Pemerintah dan BI Terus Berupaya Tekan Defisit Transaksi Berjalan

Menko Bidang Kemaritiman,Luhut Pandjaitan menuturkan, perang dagang jadi momen bersih-bersih dengan selektif impor dan genjot komoditas.

oleh Septian Deny diperbarui 30 Agu 2018, 11:00 WIB
Menko Maritim Luhut Binsar Panjaitan memberikan sambutan pada acara Deklarasi Said Aqil Siroj (SAS) Institute di Jakarta, Rabu,(1/8). SAS Institute sebuah organisasi simbol perjuangan gagasan Islam Nusantara. (Liputan6.com/Johan Tallo)

Liputan6.com, Yogyakarta - Menteri Koordinator Bidang Kemaritiman, Luhut Binsar Panjaitan mengatakan, perang dagang yang tengah terjadi saat ini harus dilihat dari sisi positif.

Sebab, akibat perang dagang tersebut Indonesia berpikir untuk lebih selektif  impor dan menggenjot ekspor komoditas. Luhut mengatakan, salah satu kebijakan yang segera diberlakukan untuk menekan impor yaitu pencampuran CPO ke solar sebanyak 20 persen (B20). Kebijakan tersebut akan mulai berlaku pada 1 September 2018.

"Trade war ini buat kita lakukan jadi bersih-bersih. Salah satunya kenapa dari dulu tidak fokus dengan biodiesel. Kalau nanti tanggal 1 diimplementasikan, petani (sawit) yang 1,1 juta orang itu akan lebih baik. Produksi kelapa sawit sebesar 36 juta, bisa 60 juta-70 juta ton per tahun karena ada program replanting," ujar dia di Yogyakarta, Kamis (30/8/2018).
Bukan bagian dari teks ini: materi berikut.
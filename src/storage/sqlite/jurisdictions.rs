use rusqlite::types::Value;
use rusqlite::{params, params_from_iter, Connection, OptionalExtension, Row};

use super::rows::{extras_json, json_col, placeholders, text_values, to_json};
use crate::domain::{Jurisdiction, JurisdictionRecord, LegislativeSession, Organization};
use crate::error::Result;

const JURISDICTION_COLUMNS: &str = "id, name, url, classification, division_id";
const SESSION_COLUMNS: &str =
    "id, jurisdiction_id, identifier, name, classification, start_date, end_date";
pub(super) const ORGANIZATION_COLUMNS: &str =
    "id, name, classification, parent_id, jurisdiction_id, links, sources, extras";

fn jurisdiction_from_row(row: &Row<'_>) -> rusqlite::Result<Jurisdiction> {
    Ok(Jurisdiction {
        id: row.get(0)?,
        name: row.get(1)?,
        url: row.get(2)?,
        classification: row.get(3)?,
        division_id: row.get(4)?,
    })
}

fn session_from_row(row: &Row<'_>) -> rusqlite::Result<LegislativeSession> {
    Ok(LegislativeSession {
        id: row.get(0)?,
        jurisdiction_id: row.get(1)?,
        identifier: row.get(2)?,
        name: row.get(3)?,
        classification: row.get(4)?,
        start_date: row.get(5)?,
        end_date: row.get(6)?,
    })
}

pub(super) fn organization_from_row(row: &Row<'_>) -> rusqlite::Result<Organization> {
    Ok(Organization {
        id: row.get(0)?,
        name: row.get(1)?,
        classification: row.get(2)?,
        parent_id: row.get(3)?,
        jurisdiction_id: row.get(4)?,
        links: json_col(row, 5)?,
        sources: json_col(row, 6)?,
        extras: json_col(row, 7)?,
    })
}

/// Upsert a jurisdiction with its division, sessions, organizations and posts.
/// Returns the stored sessions with their database ids.
pub(super) fn save_jurisdiction(
    conn: &mut Connection,
    record: &JurisdictionRecord,
) -> Result<Vec<LegislativeSession>> {
    let tx = conn.transaction()?;
    let jurisdiction = &record.jurisdiction;

    if let Some(division) = &record.division {
        tx.execute(
            "INSERT INTO divisions (id, name) VALUES (?1, ?2)
             ON CONFLICT(id) DO UPDATE SET name=excluded.name",
            params![division.id, division.name],
        )?;
    }

    tx.execute(
        "INSERT INTO jurisdictions (id, name, url, classification, division_id)
         VALUES (?1, ?2, ?3, ?4, ?5)
         ON CONFLICT(id) DO UPDATE SET name=excluded.name, url=excluded.url,
             classification=excluded.classification, division_id=excluded.division_id",
        params![
            jurisdiction.id,
            jurisdiction.name,
            jurisdiction.url,
            jurisdiction.classification,
            jurisdiction.division_id
        ],
    )?;

    for session in &record.sessions {
        tx.execute(
            "INSERT INTO legislative_sessions
                 (jurisdiction_id, identifier, name, classification, start_date, end_date)
             VALUES (?1, ?2, ?3, ?4, ?5, ?6)
             ON CONFLICT(jurisdiction_id, identifier) DO UPDATE SET name=excluded.name,
                 classification=excluded.classification, start_date=excluded.start_date,
                 end_date=excluded.end_date",
            params![
                jurisdiction.id,
                session.identifier,
                session.name,
                session.classification,
                session.start_date,
                session.end_date
            ],
        )?;
    }

    for org in &record.organizations {
        let jurisdiction_id = org.jurisdiction_id.as_deref().unwrap_or(&jurisdiction.id);
        tx.execute(
            "INSERT INTO organizations
                 (id, name, classification, parent_id, jurisdiction_id, links, sources, extras)
             VALUES (?1, ?2, ?3, ?4, ?5, ?6, ?7, ?8)
             ON CONFLICT(id) DO UPDATE SET name=excluded.name,
                 classification=excluded.classification, parent_id=excluded.parent_id,
                 jurisdiction_id=excluded.jurisdiction_id, links=excluded.links,
                 sources=excluded.sources, extras=excluded.extras",
            params![
                org.id,
                org.name,
                org.classification,
                org.parent_id,
                jurisdiction_id,
                to_json(&org.links)?,
                to_json(&org.sources)?,
                extras_json(&org.extras)?
            ],
        )?;
    }

    for post in &record.posts {
        tx.execute(
            "INSERT INTO posts (id, organization_id, label, role, division_id)
             VALUES (?1, ?2, ?3, ?4, ?5)
             ON CONFLICT(id) DO UPDATE SET organization_id=excluded.organization_id,
                 label=excluded.label, role=excluded.role, division_id=excluded.division_id",
            params![post.id, post.organization_id, post.label, post.role, post.division_id],
        )?;
    }

    tx.commit()?;
    sessions_for_jurisdiction(conn, &jurisdiction.id)
}

/// Look a jurisdiction up by OCD id or by display name.
pub(super) fn get_jurisdiction(conn: &Connection, id_or_name: &str) -> Result<Option<Jurisdiction>> {
    let sql = format!(
        "SELECT {JURISDICTION_COLUMNS} FROM jurisdictions WHERE id = ?1 OR name = ?1
         ORDER BY id = ?1 DESC LIMIT 1"
    );
    let jurisdiction = conn
        .query_row(&sql, params![id_or_name], jurisdiction_from_row)
        .optional()?;
    Ok(jurisdiction)
}

pub(super) fn list_jurisdictions(conn: &Connection, classification: Option<&str>) -> Result<Vec<Jurisdiction>> {
    let sql = format!(
        "SELECT {JURISDICTION_COLUMNS} FROM jurisdictions
         WHERE ?1 IS NULL OR classification = ?1 ORDER BY name, id"
    );
    let mut stmt = conn.prepare(&sql)?;
    let rows = stmt.query_map(params![classification], jurisdiction_from_row)?;
    Ok(rows.collect::<rusqlite::Result<Vec<_>>>()?)
}

pub(super) fn get_jurisdictions_by_ids(conn: &Connection, ids: &[String]) -> Result<Vec<Jurisdiction>> {
    if ids.is_empty() {
        return Ok(Vec::new());
    }
    let sql = format!(
        "SELECT {JURISDICTION_COLUMNS} FROM jurisdictions WHERE id IN ({})",
        placeholders(ids.len())
    );
    let mut stmt = conn.prepare(&sql)?;
    let rows = stmt.query_map(params_from_iter(ids.iter()), jurisdiction_from_row)?;
    Ok(rows.collect::<rusqlite::Result<Vec<_>>>()?)
}

/// Sessions of a jurisdiction, most recent first.
pub(super) fn sessions_for_jurisdiction(
    conn: &Connection,
    jurisdiction_id: &str,
) -> Result<Vec<LegislativeSession>> {
    let sql = format!(
        "SELECT {SESSION_COLUMNS} FROM legislative_sessions WHERE jurisdiction_id = ?1
         ORDER BY start_date DESC, identifier DESC"
    );
    let mut stmt = conn.prepare(&sql)?;
    let rows = stmt.query_map(params![jurisdiction_id], session_from_row)?;
    Ok(rows.collect::<rusqlite::Result<Vec<_>>>()?)
}

pub(super) fn get_session(
    conn: &Connection,
    jurisdiction_id: &str,
    identifier: &str,
) -> Result<Option<LegislativeSession>> {
    let sql = format!(
        "SELECT {SESSION_COLUMNS} FROM legislative_sessions
         WHERE jurisdiction_id = ?1 AND identifier = ?2"
    );
    let session = conn
        .query_row(&sql, params![jurisdiction_id, identifier], session_from_row)
        .optional()?;
    Ok(session)
}

pub(super) fn get_sessions_by_ids(conn: &Connection, ids: &[i64]) -> Result<Vec<LegislativeSession>> {
    if ids.is_empty() {
        return Ok(Vec::new());
    }
    let sql = format!(
        "SELECT {SESSION_COLUMNS} FROM legislative_sessions WHERE id IN ({})",
        placeholders(ids.len())
    );
    let mut stmt = conn.prepare(&sql)?;
    let rows = stmt.query_map(params_from_iter(ids.iter()), session_from_row)?;
    Ok(rows.collect::<rusqlite::Result<Vec<_>>>()?)
}

pub(super) fn organizations_for_jurisdiction(
    conn: &Connection,
    jurisdiction_id: &str,
    classification: Option<&str>,
) -> Result<Vec<Organization>> {
    let mut sql = format!("SELECT {ORGANIZATION_COLUMNS} FROM organizations WHERE jurisdiction_id = ?");
    let mut values = vec![Value::Text(jurisdiction_id.to_string())];
    if let Some(classification) = classification {
        sql.push_str(" AND classification = ?");
        values.push(Value::Text(classification.to_string()));
    }
    sql.push_str(" ORDER BY name, id");
    let mut stmt = conn.prepare(&sql)?;
    let rows = stmt.query_map(params_from_iter(values.iter()), organization_from_row)?;
    Ok(rows.collect::<rusqlite::Result<Vec<_>>>()?)
}

pub(super) fn child_organizations(conn: &Connection, parent_id: &str) -> Result<Vec<Organization>> {
    let sql = format!("SELECT {ORGANIZATION_COLUMNS} FROM organizations WHERE parent_id = ?1 ORDER BY name, id");
    let mut stmt = conn.prepare(&sql)?;
    let rows = stmt.query_map(params![parent_id], organization_from_row)?;
    Ok(rows.collect::<rusqlite::Result<Vec<_>>>()?)
}

pub(super) fn get_organizations_by_ids(conn: &Connection, ids: &[String]) -> Result<Vec<Organization>> {
    if ids.is_empty() {
        return Ok(Vec::new());
    }
    let sql = format!(
        "SELECT {ORGANIZATION_COLUMNS} FROM organizations WHERE id IN ({})",
        placeholders(ids.len())
    );
    let mut stmt = conn.prepare(&sql)?;
    let rows = stmt.query_map(params_from_iter(text_values(ids).iter()), organization_from_row)?;
    Ok(rows.collect::<rusqlite::Result<Vec<_>>>()?)
}
pub mod query;

pub use query::Query;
Selain menekan impor, lanjut dia, kebijakan ini juga akan memperbaiki harga jual CPO Indonesia. Jika saat ini CPO dihargai USD 350 per ton, diprediksi bisa naik hingga dua kali lipat.

"Ini bisa naik dari USD 350, kemudian USD 600 ke USD 750. Dari mengurangi impor minyak mentah dengan biodiesel, kita bisa hemat USD 2 miliar, tahun depan USD 8 miliar. Tahun ini kita ganti 1,2 juta ton, tahun depan  6 juta ton," kata dia.

Tak hanya itu, lanjut Luhut, saat ini pemerintah bersama BI juga terus berupaya menekan defisit transaksi berjalan atau current account defisit (CAD). Oleh sebab itu, berharap segala upaya yang tengah dilakukan pemerintah ini mendapatkan dukungan dari masyarakat dan pengusaha.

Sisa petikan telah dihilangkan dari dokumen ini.